Глубокие морщины избороздили высокий лоб... Бывает, что молодые люди врезывают в кору молодых деревьев имена, годы, отдельные слова. Когда деревья стареют, надписи эти все глубже и глубже чернеют в коре. Каждое имя это рассказ, каждый год - история, каждое отдельное слово - песня радости или горя. И глубокие морщины в этом высоком лбу говорили о том же.
Голос его был беззвучен, как у человека, долго говорившего среди бури, проносившейся над его головой. Лишь иногда прорывались грозные звуки, как отдаленные раскаты грома.
- Я пришел, - сказал он просто и спокойно: - попросить тебя передать русскому народу привет и благодарность. Мы так охотно сделали бы это сами{4}. А потом я порасскажу тебе кое-что. Ты поймешь тогда, что я хотел сказать, говоря, что я не писатель{5}.

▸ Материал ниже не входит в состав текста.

// =====================================================================
// File: config.rs
//
// Description:
//   Startup surface for the server binary. A master listens on 6381 by
//   default; a follower listens on 6382 and must be given the master
//   address it replicates from. Data file locations are configurable so
//   several instances can share a machine without clobbering each
//   other's logs.
// =====================================================================

use std::path::PathBuf;

use clap::{Parser, ValueEnum};

use crate::error::ServerError;

/// Whether this instance accepts writes or replays a master's stream.
#[derive(Debug, Clone, Copy, PartialEq, Eq, ValueEnum)]
pub enum Role {
    Master,
    Follower,
}

/// Runtime configuration, parsed from the command line.
///
/// # Example
/// ```
/// use kvserver::{Config, Role};
///
/// let config = Config {
///     host: "127.0.0.1".into(),
///     port: None,
///     role: Role::Master,
///     master_addr: None,
///     snapshot_interval: 60,
///     expire_interval: 1,
///     aof_file: "redis_aof.log".into(),
///     snapshot_file: "redis_snapshot.txt".into(),
/// };
/// assert_eq!(config.listen_addr(), "127.0.0.1:6381");
/// ```
#[derive(Parser, Debug, Clone)]
#[command(name = "kvserver", version, about = "In-memory key/value server with TTL, transactions and replication")]
pub struct Config {
    /// Address to listen on.
    #[arg(long, default_value = "127.0.0.1")]
    pub host: String,

    /// Listen port. Defaults to 6381 for a master, 6382 for a follower.
    #[arg(long)]
    pub port: Option<u16>,

    /// Run as the single master or as a replicating follower.
    #[arg(long, value_enum, default_value = "master")]
    pub role: Role,

    /// Master address (host:port). Required when running as a follower.
    #[arg(long)]
    pub master_addr: Option<String>,

    /// Seconds between automatic snapshots.
    #[arg(long, default_value_t = 60)]
    pub snapshot_interval: u64,

    /// Seconds between TTL expiry sweeps.
    #[arg(long, default_value_t = 1)]
    pub expire_interval: u64,

    /// Append-only command log location.
    #[arg(long, default_value = "redis_aof.log")]
    pub aof_file: PathBuf,

    /// Snapshot file location.
    #[arg(long, default_value = "redis_snapshot.txt")]
    pub snapshot_file: PathBuf,
}

impl Config {
    /// Default listen port for a master instance.
    pub const MASTER_PORT: u16 = 6381;

    /// Default listen port for a follower instance.
    pub const FOLLOWER_PORT: u16 = 6382;

    /// The port this instance listens on, applying the role default
    /// when none was given explicitly.
    pub fn listen_port(&self) -> u16 {
        self.port.unwrap_or(match self.role {
            Role::Master => Self::MASTER_PORT,
            Role::Follower => Self::FOLLOWER_PORT,
        })
    }

    /// The full `host:port` listen address.
    pub fn listen_addr(&self) -> String {
        format!("{}:{}", self.host, self.listen_port())
    }

    /// Rejects configurations that cannot run: a follower must know its
    /// master before it can register for the replication stream.
    pub fn validate(&self) -> Result<(), ServerError> {
        if self.role == Role::Follower && self.master_addr.is_none() {
            return Err(ServerError::MissingMasterAddr);
        }
        Ok(())
    }
}

// =====================================================================
// Unit Tests for Config
// =====================================================================
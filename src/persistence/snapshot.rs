// =====================================================================
// File: persistence/snapshot.rs
//
// Description:
//   Point-in-time dump of the keyspace's string entries, one
//   `SET key value` line each. Lists and TTLs are not part of the
//   format; the append-only log carries those through recovery. The
//   file is truncated and rewritten in full on every save.
// =====================================================================

use std::fs::File;
use std::io::{self, BufRead, BufReader, BufWriter, Write};
use std::path::{Path, PathBuf};

use crate::store::Keyspace;

/// Handle on the snapshot file.
#[derive(Debug)]
pub struct Snapshot {
    path: PathBuf,
}

impl Snapshot {
    /// Create a handle for the snapshot at `path`.
    pub fn new(path: impl Into<PathBuf>) -> Self {
        Self { path: path.into() }
    }

    /// Location of the snapshot file.
    pub fn path(&self) -> &Path {
        &self.path
    }

    /// Write the current string entries, replacing any previous file.
    ///
    /// The caller holds the keyspace lock, so the dump is a consistent
    /// point-in-time view.
    ///
    /// # Returns
    /// The number of entries written.
    pub fn save(&self, keyspace: &Keyspace) -> io::Result<usize> {
        let mut writer = BufWriter::new(File::create(&self.path)?);
        let mut written = 0;
        for (key, value) in keyspace.string_entries() {
            writeln!(writer, "SET {key} {value}")?;
            written += 1;
        }
        writer.flush()?;
        Ok(written)
    }

    /// Read the snapshot back as `(key, value)` pairs.
    ///
    /// Lines with fewer than three whitespace tokens or a non-`SET`
    /// leader are ignored. A missing file yields no entries.
    pub fn load(&self) -> io::Result<Vec<(String, String)>> {
        let file = match File::open(&self.path) {
            Ok(file) => file,
            Err(err) if err.kind() == io::ErrorKind::NotFound => return Ok(Vec::new()),
            Err(err) => return Err(err),
        };

        let mut entries = Vec::new();
        for line in BufReader::new(file).lines() {
            let line = line?;
            let parts: Vec<&str> = line.split_whitespace().collect();
            if parts.len() >= 3 && parts[0] == "SET" {
                entries.push((parts[1].to_string(), parts[2..].join(" ")));
            }
        }
        Ok(entries)
    }
}
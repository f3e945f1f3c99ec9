// =====================================================================
// File: main.rs
//
// Description:
//   Entry point for the key/value server. Parses the startup
//   configuration, installs the log subscriber, recovers persisted
//   state, and serves until the process is terminated. Exits non-zero
//   when the listen socket cannot be bound, a follower is missing its
//   master address, or recovery hits a fatal I/O error.
// =====================================================================

use anyhow::Context;
use clap::Parser;
use tracing_subscriber::EnvFilter;

use kvserver::{Config, Server};

fn main() -> anyhow::Result<()> {
    let config = Config::parse();

    tracing_subscriber::fmt()
        .with_env_filter(
            EnvFilter::try_from_default_env().unwrap_or_else(|_| EnvFilter::new("info")),
        )
        .init();

    let server = Server::new(config).context("failed to start server")?;
    server.run().context("server terminated")
}
// =====================================================================
// File: persistence/timer.rs
//
// Description:
//   Elapsed-interval check for periodic snapshots. Connection handlers
//   consult it after every dispatched command and write a snapshot
//   when the interval has passed; the timer itself never does I/O.
// =====================================================================

use std::time::{Duration, Instant};

use parking_lot::Mutex;

/// Tracks the time of the last snapshot across all connections.
#[derive(Debug)]
pub struct SnapshotTimer {
    interval: Duration,
    last: Mutex<Instant>,
}

impl SnapshotTimer {
    /// Create a timer that fires every `interval`, starting now.
    pub fn new(interval: Duration) -> Self {
        Self {
            interval,
            last: Mutex::new(Instant::now()),
        }
    }

    /// Whether the interval has elapsed since the last `mark`.
    pub fn due(&self) -> bool {
        self.last.lock().elapsed() >= self.interval
    }

    /// Record that a snapshot was just written.
    pub fn mark(&self) {
        *self.last.lock() = Instant::now();
    }
}
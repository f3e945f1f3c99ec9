// =====================================================================
// File: ttl/tests.rs
//
// Description:
//   Unit tests for the TTL deadline table and the background expirer.
//
// Notes:
//   * Only compiled when running `cargo test`.
// =====================================================================

// =====================================================================
// TtlManager Unit Tests
// =====================================================================
mod manager_tests {
    use std::thread::sleep;
    use std::time::Duration;

    use crate::ttl::TtlManager;

    #[test]
    fn set_deadline_records_entry() {
        let mut ttl = TtlManager::new();
        ttl.set_deadline("dog", Duration::from_millis(200));
        assert!(ttl.has_entry("dog"));
        assert_eq!(ttl.active_count(), 1);
        assert!(!ttl.is_expired("dog"));
    }

    #[test]
    fn zero_duration_expires_immediately() {
        let mut ttl = TtlManager::new();
        ttl.set_deadline("cat", Duration::ZERO);
        assert!(ttl.is_expired("cat"));
    }

    #[test]
    fn key_expires_after_delay() {
        let mut ttl = TtlManager::new();
        ttl.set_deadline("bird", Duration::from_millis(50));
        sleep(Duration::from_millis(80));
        assert!(ttl.is_expired("bird"));
    }

    #[test]
    fn untracked_key_never_expires() {
        let ttl = TtlManager::new();
        assert!(!ttl.is_expired("ghost"));
    }

    #[test]
    fn clear_deadline_makes_key_persistent() {
        let mut ttl = TtlManager::new();
        ttl.set_deadline("frog", Duration::from_millis(50));
        assert!(ttl.clear_deadline("frog"));
        sleep(Duration::from_millis(80));
        assert!(!ttl.is_expired("frog"));
    }

    #[test]
    fn clear_deadline_on_untracked_key_returns_false() {
        let mut ttl = TtlManager::new();
        assert!(!ttl.clear_deadline("nope"));
    }

    #[test]
    fn replacing_deadline_extends_lifetime() {
        let mut ttl = TtlManager::new();
        ttl.set_deadline("fish", Duration::from_millis(30));
        ttl.set_deadline("fish", Duration::from_secs(60));
        sleep(Duration::from_millis(50));
        assert!(!ttl.is_expired("fish"));
        assert_eq!(ttl.active_count(), 1);
    }

    #[test]
    fn expired_keys_reports_only_stale_entries() {
        let mut ttl = TtlManager::new();
        ttl.set_deadline("old", Duration::from_millis(40));
        ttl.set_deadline("new", Duration::from_secs(60));
        sleep(Duration::from_millis(60));
        assert_eq!(ttl.expired_keys(), vec!["old".to_string()]);
    }

    #[test]
    fn table_handles_many_entries() {
        let mut ttl = TtlManager::new();
        for i in 0..1000 {
            ttl.set_deadline(&format!("k{i}"), Duration::from_secs(30));
        }
        assert_eq!(ttl.active_count(), 1000);
    }
}

// =====================================================================
// Expirer Thread Unit Tests
// =====================================================================
mod expirer_tests {
    use std::sync::Arc;
    use std::thread::sleep;
    use std::time::Duration;

    use parking_lot::Mutex;

    use crate::store::Keyspace;
    use crate::ttl::spawn_expirer;

    #[test]
    fn expirer_reclaims_stale_keys() {
        let keyspace = Arc::new(Mutex::new(Keyspace::new()));
        {
            let mut ks = keyspace.lock();
            ks.set("temp".into(), "123".into(), Some(Duration::from_millis(40)));
            ks.set("perm".into(), "456".into(), None);
        }

        spawn_expirer(Arc::clone(&keyspace), Duration::from_millis(20));
        sleep(Duration::from_millis(150));

        let ks = keyspace.lock();
        assert!(!ks.contains("temp"), "stale key should be swept");
        assert!(ks.contains("perm"));
        assert_eq!(ks.ttl_active_count(), 0);
    }

    #[test]
    fn expirer_leaves_live_keys_alone() {
        let keyspace = Arc::new(Mutex::new(Keyspace::new()));
        keyspace
            .lock()
            .set("dog".into(), "bark".into(), Some(Duration::from_secs(60)));

        spawn_expirer(Arc::clone(&keyspace), Duration::from_millis(20));
        sleep(Duration::from_millis(100));

        let ks = keyspace.lock();
        assert!(ks.contains("dog"));
        assert_eq!(ks.ttl_active_count(), 1);
    }
}
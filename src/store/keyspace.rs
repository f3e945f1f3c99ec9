// =====================================================================
// File: store/keyspace.rs
//
// Description:
//   The in-memory keyspace: key -> typed value plus the TTL deadline
//   table, owned together so one mutex guards both. All reads consult
//   the deadline table first and treat stale entries as absent, which
//   makes expired keys unobservable even before the background sweep
//   reclaims them.
//
// Responsibilities:
//   - String storage with optional TTL (SET/GET/DEL/INCR/DECR).
//   - List storage with push/pop on both ends and inclusive ranges.
//   - Bulk expiry for the background sweep.
// =====================================================================

use std::collections::{HashMap, VecDeque};
use std::time::Duration;

use thiserror::Error;

use crate::ttl::TtlManager;

/// A stored value: plain text or an ordered list of text items.
#[derive(Debug, Clone, PartialEq, Eq)]
pub enum Value {
    Str(String),
    List(VecDeque<String>),
}

/// Typed-access failures, surfaced to clients as inline `ERROR:` replies.
#[derive(Debug, Clone, Copy, PartialEq, Eq, Error)]
pub enum ValueError {
    /// `INCR`/`DECR` on text that does not parse as a signed integer.
    #[error("Value is not an integer")]
    NotInteger,

    /// `GET` on a key that holds a list.
    #[error("Value is not a string")]
    NotString,

    /// A list operation on a key that holds a string.
    #[error("Value is not a list")]
    NotList,
}

/// The single source of truth: all resident data plus TTL metadata.
///
/// Callers hold the global mutex for the duration of each operation;
/// the keyspace itself is plain data.
///
/// # Example
/// ```
/// use kvserver::Keyspace;
///
/// let mut ks = Keyspace::new();
/// ks.set("dog".into(), "bark".into(), None);
/// assert_eq!(ks.get("dog"), Ok(Some("bark")));
/// assert_eq!(ks.get("cat"), Ok(None));
/// ```
#[derive(Debug, Default)]
pub struct Keyspace {
    entries: HashMap<String, Value>,
    ttl: TtlManager,
}

impl Keyspace {
    /// Create an empty keyspace.
    pub fn new() -> Self {
        Self {
            entries: HashMap::new(),
            ttl: TtlManager::new(),
        }
    }

    /// Read a string value.
    ///
    /// Expired keys read as absent and are reclaimed on the spot.
    ///
    /// # Returns
    /// * `Ok(Some(value))` for a live string entry.
    /// * `Ok(None)` for a missing or expired key.
    /// * `Err(ValueError::NotString)` when the key holds a list.
    pub fn get(&mut self, key: &str) -> Result<Option<&str>, ValueError> {
        if self.reclaim_if_expired(key) {
            return Ok(None);
        }
        match self.entries.get(key) {
            None => Ok(None),
            Some(Value::Str(text)) => Ok(Some(text.as_str())),
            Some(Value::List(_)) => Err(ValueError::NotString),
        }
    }

    /// Store a string value, replacing whatever was there.
    ///
    /// A `ttl` of `Some(d)` arms the deadline table; `None` clears any
    /// previous deadline, so a plain `SET` always produces a persistent
    /// key.
    pub fn set(&mut self, key: String, value: String, ttl: Option<Duration>) {
        match ttl {
            Some(duration) => self.ttl.set_deadline(&key, duration),
            None => {
                self.ttl.clear_deadline(&key);
            }
        }
        self.entries.insert(key, Value::Str(value));
    }

    /// Remove a key of any type.
    ///
    /// # Returns
    /// `true` if a live entry was removed. Expired keys count as
    /// already gone.
    pub fn del(&mut self, key: &str) -> bool {
        if self.reclaim_if_expired(key) {
            return false;
        }
        self.ttl.clear_deadline(key);
        self.entries.remove(key).is_some()
    }

    /// Add `delta` to the integer stored at `key`.
    ///
    /// # Returns
    /// * `Ok(Some(new))` on success, with the updated value.
    /// * `Ok(None)` when the key is missing; the key is not created.
    /// * `Err(ValueError::NotInteger)` when the stored text does not
    ///   parse as `i64` (lists included).
    pub fn incr(&mut self, key: &str, delta: i64) -> Result<Option<i64>, ValueError> {
        if self.reclaim_if_expired(key) {
            return Ok(None);
        }
        match self.entries.get_mut(key) {
            None => Ok(None),
            Some(Value::List(_)) => Err(ValueError::NotInteger),
            Some(Value::Str(text)) => {
                let current: i64 = text.parse().map_err(|_| ValueError::NotInteger)?;
                let next = current.wrapping_add(delta);
                *text = next.to_string();
                Ok(Some(next))
            }
        }
    }

    /// Push values onto the head of the list at `key`, creating it if
    /// missing. Values are pushed one at a time, so `LPUSH k a b`
    /// leaves the head `b, a`.
    pub fn push_front(&mut self, key: &str, values: Vec<String>) -> Result<usize, ValueError> {
        self.reclaim_if_expired(key);
        match self
            .entries
            .entry(key.to_string())
            .or_insert_with(|| Value::List(VecDeque::new()))
        {
            Value::Str(_) => Err(ValueError::NotList),
            Value::List(list) => {
                for value in values {
                    list.push_front(value);
                }
                Ok(list.len())
            }
        }
    }

    /// Append values to the tail of the list at `key`, creating it if
    /// missing. `RPUSH k a b` leaves the tail `a, b`.
    pub fn push_back(&mut self, key: &str, values: Vec<String>) -> Result<usize, ValueError> {
        self.reclaim_if_expired(key);
        match self
            .entries
            .entry(key.to_string())
            .or_insert_with(|| Value::List(VecDeque::new()))
        {
            Value::Str(_) => Err(ValueError::NotList),
            Value::List(list) => {
                list.extend(values);
                Ok(list.len())
            }
        }
    }

    /// Pop from the head of the list at `key`.
    ///
    /// Missing, expired, and empty lists all report `Ok(None)`.
    pub fn pop_front(&mut self, key: &str) -> Result<Option<String>, ValueError> {
        if self.reclaim_if_expired(key) {
            return Ok(None);
        }
        match self.entries.get_mut(key) {
            None => Ok(None),
            Some(Value::Str(_)) => Err(ValueError::NotList),
            Some(Value::List(list)) => Ok(list.pop_front()),
        }
    }

    /// Pop from the tail of the list at `key`.
    pub fn pop_back(&mut self, key: &str) -> Result<Option<String>, ValueError> {
        if self.reclaim_if_expired(key) {
            return Ok(None);
        }
        match self.entries.get_mut(key) {
            None => Ok(None),
            Some(Value::Str(_)) => Err(ValueError::NotList),
            Some(Value::List(list)) => Ok(list.pop_back()),
        }
    }

    /// Inclusive slice `[start, stop]` of the list at `key`.
    ///
    /// Negative indices address from the end of the list, and the
    /// exclusive end is `stop + 1` before that translation, so a stop
    /// of `-1` names an empty slice. Indices clamp to the available
    /// range; an inverted range yields an empty slice. `None` means
    /// the key is missing or not a list.
    pub fn range(&mut self, key: &str, start: i64, stop: i64) -> Option<Vec<String>> {
        if self.reclaim_if_expired(key) {
            return None;
        }
        match self.entries.get(key) {
            Some(Value::List(list)) => {
                let len = list.len() as i64;
                let mut start = if start < 0 { start + len } else { start };
                let mut end = stop + 1;
                if end < 0 {
                    end += len;
                }
                start = start.clamp(0, len);
                end = end.clamp(0, len);
                if start >= end {
                    return Some(Vec::new());
                }
                Some(
                    list.iter()
                        .skip(start as usize)
                        .take((end - start) as usize)
                        .cloned()
                        .collect(),
                )
            }
            _ => None,
        }
    }

    /// Remove every key whose deadline has passed, from both the
    /// entry map and the deadline table.
    ///
    /// # Returns
    /// The keys that were reclaimed.
    pub fn expire_pass(&mut self) -> Vec<String> {
        let stale = self.ttl.expired_keys();
        for key in &stale {
            self.entries.remove(key);
            self.ttl.clear_deadline(key);
        }
        stale
    }

    /// Live string entries, for the snapshot writer. List entries and
    /// deadlines are not part of the snapshot format.
    pub fn string_entries(&self) -> impl Iterator<Item = (&str, &str)> + '_ {
        let ttl = &self.ttl;
        self.entries.iter().filter_map(move |(key, value)| match value {
            Value::Str(text) if !ttl.is_expired(key) => Some((key.as_str(), text.as_str())),
            _ => None,
        })
    }

    /// Whether a live entry exists for `key` (expired keys read as
    /// absent but are not reclaimed by this check).
    pub fn contains(&self, key: &str) -> bool {
        self.entries.contains_key(key) && !self.ttl.is_expired(key)
    }

    /// Number of resident entries, expired ones included until swept.
    pub fn len(&self) -> usize {
        self.entries.len()
    }

    /// Whether no entries are resident.
    pub fn is_empty(&self) -> bool {
        self.entries.is_empty()
    }

    /// Number of keys with an armed deadline. Diagnostics and tests.
    pub fn ttl_active_count(&self) -> usize {
        self.ttl.active_count()
    }

    // Drops the entry and its deadline when stale. Returns true if the
    // key was reclaimed, so callers can answer "absent" immediately.
    fn reclaim_if_expired(&mut self, key: &str) -> bool {
        if self.ttl.is_expired(key) {
            self.entries.remove(key);
            self.ttl.clear_deadline(key);
            true
        } else {
            false
        }
    }
}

Я жил счастливым человеком на своей ферму в Гонигспрейте. Шестнадцать сыновей и дочерей составляли мою радость и гордость. Я не был честолюбив и держался в стороне от политической сутолоки. Но я жил в тесной связи со своим народом, любя всей душой свою свободную Оранжевую республику, которая не даром носила имя "Оранской", этого покрова и защиты моих предков гугенотов и гёзов.
Теперь я бедняк. Дом мой сожжен, страна разорена, стада уничтожены. Женя моя с детьми скитались долго-долго, пока ее, наконец, взяли в плен, и не выпускали, потому. что она была моя жена. Смерть скосила многих их милых мне. А моя страна, моя отчизна!.. Я все похоронил, мою любовь, мою гордость, мою будущность. Вот как это произошло.
И он начал рассказ просто, без прикрас, как он говорит и в книге. Но теперь я все понял. Под впечатлением его личности мне все стало ясно.
Он продолжал рассказ. По временам он останавливался, устремлял взор в темноту и проводил рукой по глазам. Мозолистая рука была влажна. Иногда очи его как бы уходили в глазные впадины, и в глубине клокотало что-то. Мне чудились отзвуки далекой грозы. Чело омрачилось как бы от сильной внутренней боли. И крепкое тело дрожало и трепетало, как в лихорадке. Он покрыл лицо руками и умолк. Все было тихо. Молча встал он. Я был один.
И снова я взял рукопись. Другими глазами, однако, читал я ее теперь. Я понял, что эта не книга в обыкновенном смысле слова. Чтобы оценить ее, надо проникнуться личностью самого Девета, уяснить себе его нравственный облик. Надо понять это снисхождение и моральную высоту, с которой оно во враге всегда видит человека, эту чарующую простоту, когда он двумя-тремя словами говорит о факте, который мог бы прославить целую армию. Этот герой набрасывает покров на собственные подвиги, чтобы выдвинуть мужество других. С детскою наивностью удивляется он, как можно вести войну "таким образом". Непоколебимая воля уживается в нем с сердечною теплотой, железная энергия с добровольным подчинением такому человеку, как Штейн. Для того, кто прочтет книгу таким образом вместе с Деветом, он станет палимпсестом, в котором из-под видимых письмен выступят невидимые.
И их то мы и должны читать. Девет поведает нам о глубокой, жгучей боли, вызываемой изменой братьев и малодушием бюргеров, но, с другой стороны, и об этой непоколебимой вере в Бога: "Наша борьба - это борьба веры, и именно поэтому мы не можем прекратить ее; разве не все равно - роем ли мы могилу самим себе или свободе?"
Это книга слез, но и книга грозного обвинения против цивилизации, против извращенного христианства, наряду с которыми мрут 20,000 беззащитных женщин и детей. Прокурором человечества является этот фермер из Гонигспрайта, который возрождает страшное обвинение против всей Европы!.. И в то же время это человек, который еще дождется своего Гомера, своего Бояна, который воспоет на весь мир вещие песни о его подвигах.
Какое влияние будет иметь эта книга? Мне сдается, что мысли, в ней заключающиеся, напоминают древние статуи Будды на острове Ява. В течение столетий они покоятся в земле, и равнодушная толпа проходит по ним. Но вот пытливый исследователь раскапывает их, и снова сияют они яркою красою.
Может быть, и наше мелочное время вскоре затянет мысли света слоем песка и тины. Но и течения, по милости Божией, меняются. У людей, подобных Девету течет в жилах пророческая кровь.
Дух земли говорит в "Фаусте" Гёте:
"Так на станке проходящих веков
Тку я живую одежду богов"
Наступают времена, когда и лаковые полусапожки попирают одежду богов, именуемую справедливостью и любовью, рвут и оскверняют эту одежду. Тогда являются новые пророки и вновь возобновляют старую борьбу, и ткут новую одежду, наименование которой, остается незыблемым: справедливость и любовь!